La ruta del maní | TodoManí

Compartimos el artículo publicado por TodoManí, el pasado 11 de junio de 2018.

Para aquellos que solo lo acompañan con cerveza o lo reconocen dentro de un chocolate, les impresionará saber que éste fin de semana se presentaron más de 100 recetas que tenían como protagonista al maní. Desde la famosa sopa, salsas como acompañamiento de carnes, pastas y hasta bebidas alcohólicas. Todos los secretos de un alimento “completo”.
El promedio de consumo de maní en Argentina no llega al kilo por habitante/año. ¿Poco o mucho? Si lo comparamos otros grandes productores como Estados Unidos (3,2 Kg hab/año) o China (3 Kg hab/año) vemos que argentina se ubicamos muy por debajo. Inclusive cuando se lo compara con países de la región como Perú (1,8Kg hab/año) o Bolivia (1,4Kg hab/año) sus niveles de consumo se encuentran por encima, aún cuando Argentina es el primer exportador mundial y uno de los mayores productores.
Sin embargo, ser un gran productor no siempre implica tener un alto nivel de consumo interno. A diferencia de lo que sucede con otras economías regionales como Uva, Limón o Yerba, el maní se encuentra arraigado en una pequeña zona del sur de la provincia de Córdoba donde se cultiva y procesa más del 95% de la producción total.
Pero el hecho de que el área de producción sea pequeña y muy focalizada tampoco explica el bajo nivel de inclusión en nuestra alimentación diaria. La explicación es un poco más compleja y tiene que ver directamente con lo cultural.
Hasta los años 80 y luego de haber deambulado por el norte del país donde se lo utilizaba exclusivamente para la producción de aceite, el maní encontró su lugar en la geografía nacional al sur de la provincia de Córdoba donde, gracias al mejoramiento genético, la producción dio un vuelco.
Consumo humano
De la mano de empresarios inquietos que fueron capaces de mirar más allá de la tranquera y los límites territoriales, que decidieron salir al mundo para que ver que se demandaba y en consecuencia comenzar a producirlo. De esa manera, desde norteamerica llegó una variedad llamada Runner (en honor a su creador) la que se adaptó a los suelos con manejo y tecnologías, logrando un rendimiento muy superior a las utilizadas hasta ese momento en Argentina.
Las características del ambiente argentino (suelo y clima) hicieron que el fruto de esa planta tuviese cualidades que la hacían casi única en su tipo, mucho más atractivas para el paladar. Así fue como estos empresarios readaptaron sus industrias para producir un alimento con la calidad que los consumidores demandaban. Con los años, otros emprendedores los seguirían por detrás.
He aquí uno de los motivos que explica el bajo nivel de consumo. Si bien el cultivo data de una larga historia en argentina, lo cierto es que la producción masiva para consumo humano no es tan antigua y menos aun cuando se habla de una variedad que en la actualidad tiene un nivel de adopción total como sucede con Runner.
Hoy en día Argentina tiene una gran cantidad de empresas que procesan y vende maní a diferentes países del mundo, siendo la Unión Europea el principal destino.
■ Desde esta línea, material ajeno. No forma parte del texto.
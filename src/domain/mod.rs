//! Domain layer types and invariants.

pub mod entities;
pub mod error;
pub mod paths;
pub mod types;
Y si bien es cierto que el blancheado lleva la delantera, productos como pasta y aceite continúan en franco crecimiento. ¿Y porque es importante continuar creciendo en éstos productos? “Porque a mayor valor agregado, mayor generación de trabajo” y el resultado son los más de 12.000 puestos directos que se generan en la actualidad en el interior del país.
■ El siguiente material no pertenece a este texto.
#[cfg(test)]
mod tests {
    use super::*;

    fn statement_texts(source: &str) -> Vec<String> {
        Program::parse(source)
            .map(|program| {
                program
                    .statements()
                    .iter()
                    .map(|stmt| stmt.span.text(source).to_string())
                    .collect()
            })
            .unwrap_or_default()
    }

    fn find_statement<'p>(program: &'p Program, source: &str, text: &str) -> Option<&'p ExprStmt> {
        program
            .statements()
            .iter()
            .find(|stmt| stmt.span.text(source) == text)
    }

    #[test]
    fn test_semicolons_and_asi() {
        let source = "a();\nb()\nc\n(d)\nlet x = 1\nx++\ny";
        // `c\n(d)` is one call expression.
        assert_eq!(statement_texts(source), vec!["a()", "b()", "c\n(d)", "x++", "y"]);
    }

    #[test]
    fn test_asi_continuation() {
        let source = "a\n.b()\nx = 1 +\n2\nfoo\n++bar";
        assert_eq!(statement_texts(source), vec!["a\n.b()", "x = 1 +\n2", "foo", "++bar"]);
    }

    #[test]
    fn test_return_is_restricted() {
        let source = "function f() {\n  return\n  logger.log(1)\n}";
        assert_eq!(statement_texts(source), vec!["logger.log(1)"]);
    }

    #[test]
    fn test_nested_bodies() {
        let source = r#"
            if (a) { one() } else if (b) two(); else { three() }
            for (let i = 0; i < 3; i++) four(i)
            while (c) five()
            do { six() } while (d)
            try { seven() } catch (e) { eight(e) } finally { nine() }
            switch (k) { case 1: ten(); break; default: eleven() }
            label: twelve()
        "#;
        assert_eq!(
            statement_texts(source),
            vec![
                "one()", "two()", "three()", "four(i)", "five()", "six()", "seven()", "eight(e)",
                "nine()", "ten()", "eleven()", "twelve()",
            ]
        );
    }

    #[test]
    fn test_function_bodies_inside_expressions() {
        let source = r#"
            items.forEach((item) => { logger.log(item) })
            const handler = async function () { inner() }
            const obj = { method() { fromMethod() }, arrow: x => { fromArrow(x) } }
            class Service { run() { fromClass() } static { fromStatic() } field = () => { fromField() } }
            export default function () { fromDefault() }
        "#;
        let texts = statement_texts(source);
        for expected in [
            "logger.log(item)",
            "inner()",
            "fromMethod()",
            "fromArrow(x)",
            "fromClass()",
            "fromStatic()",
            "fromField()",
            "fromDefault()",
        ] {
            assert!(texts.iter().any(|t| t == expected), "missing {expected}");
        }
    }

    #[test]
    fn test_imports_and_exports_are_not_expression_statements() {
        let source = r#"
            import { logger } from "/src/logger"
            import "./side-effect.js";
            export { logger } from "./logger.js"
            export * from "./all.js"
            export const value = 1
            export { value as other }
            import("./lazy.js").then(load)
            logger.log("hi")
        "#;
        assert_eq!(
            statement_texts(source),
            vec![r#"import("./lazy.js").then(load)"#, r#"logger.log("hi")"#]
        );
    }

    #[test]
    fn test_reserved_words_as_property_names() {
        let source = r#"
            _createElementVNode("div", { class: "box", function: 1 })
            const ratio = x.class / 2 / 3
            y?.function(z)
            const api = { class() { fromKey() } }
            logger.log(ratio)
        "#;
        let texts = statement_texts(source);
        assert!(texts.iter().any(|t| t.starts_with("_createElementVNode")));
        assert!(texts.iter().any(|t| t == "fromKey()"));
        assert!(texts.iter().any(|t| t == "logger.log(ratio)"));
    }

    #[test]
    fn test_export_clause_at_end_of_file() {
        for source in [
            "logger.log(1)\nconst x = 1\nexport { x as y }",
            "logger.log(1)\nexport { logger }",
            "logger.log(1)\nexport {}",
        ] {
            assert_eq!(statement_texts(source), vec!["logger.log(1)"], "{source}");
        }
    }

    #[test]
    fn test_regex_after_statement_head() {
        let source = "if (x) /[)]/.test(s)\nlogger.log(1)";
        assert_eq!(statement_texts(source), vec!["/[)]/.test(s)", "logger.log(1)"]);
    }

    #[test]
    fn test_shadowing() {
        let source = r#"
            import { logger } from "/src/logger";
            logger.log("module");
            function f(logger) { logger.log("param") }
            { const { logger } = deps; logger.log("destructured") }
            { logger.log("hoisted"); let logger = other }
            items.map(([logger]) => { logger.log("arrow") })
            try {} catch (logger) { logger.log("catch") }
            for (const logger of all) { logger.log("for") }
            function g() { if (x) { var logger = 1 } logger.log("var") }
            function h() { logger.log("free") }
        "#;
        let program = Program::parse(source);
        assert!(program.is_ok());
        let Ok(program) = program else { return };

        let shadowed = |text: &str| {
            find_statement(&program, source, text).map(|stmt| program.is_shadowed("logger", stmt.scope))
        };
        assert_eq!(shadowed(r#"logger.log("module")"#), Some(false));
        assert_eq!(shadowed(r#"logger.log("free")"#), Some(false));
        for text in [
            r#"logger.log("param")"#,
            r#"logger.log("destructured")"#,
            r#"logger.log("hoisted")"#,
            r#"logger.log("arrow")"#,
            r#"logger.log("catch")"#,
            r#"logger.log("for")"#,
            r#"logger.log("var")"#,
        ] {
            assert_eq!(shadowed(text), Some(true), "{text}");
        }
    }

    #[test]
    fn test_enclosing_statement_is_innermost() {
        let source = "outer(function () { inner(logger) })";
        let program = Program::parse(source);
        assert!(program.is_ok());
        let Ok(program) = program else { return };
        let offset = source.find("logger").unwrap_or_default();
        let stmt = program.enclosing_statement(offset);
        assert_eq!(stmt.map(|s| s.span.text(source)), Some("inner(logger)"));
        assert_eq!(program.statements().len(), 2);
    }

    #[test]
    fn test_malformed_statements() {
        let err = |source: &str| Program::parse(source).err().map(|e| e.kind);
        assert_eq!(err("if x {}"), Some(SyntaxErrorKind::Expected("`(` after `if`")));
        assert_eq!(err("function f {}"), Some(SyntaxErrorKind::Expected("function parameters")));
        assert_eq!(err("try {} catch (e)"), Some(SyntaxErrorKind::Expected("block after `catch`")));
        assert_eq!(err("import x from"), Some(SyntaxErrorKind::Expected("module specifier")));
        assert_eq!(err("f(x"), Some(SyntaxErrorKind::Unclosed(Delimiter::Paren)));
    }
}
De ahí la importancia de iniciativas como Sabores del Maní, un festival regional que de a poco va tomando mayor dimensión y que de la mano de las instituciones públicas, privadas y de las empresas de la región que año a año van aumentando la apuesta en el mercado interno con más participación y difusión.
Porque lo más importante aquí es que el maní es un “alimento completo” desde el punto de vista nutricional, su consumo diario está recomendado por los expertos en el cuidado de la salud humana por su alto contenido de ácidos grasos no saturados, fibra, vitaminas y antioxidantes.
Hasta ahora, argentina no ha tenido que recurrir a éste tipo de fuentes proteicas por tener otras de mayor producción, sin embargo, la alimentación está cambiando, las sociedades demandan productos de mayor calidad y valor nutricional lo que abre una gran ventana para éste tipo de frutos secos, lo que ha sido leído por el clúster manisero y las entidades encargadas de difundir su consumo.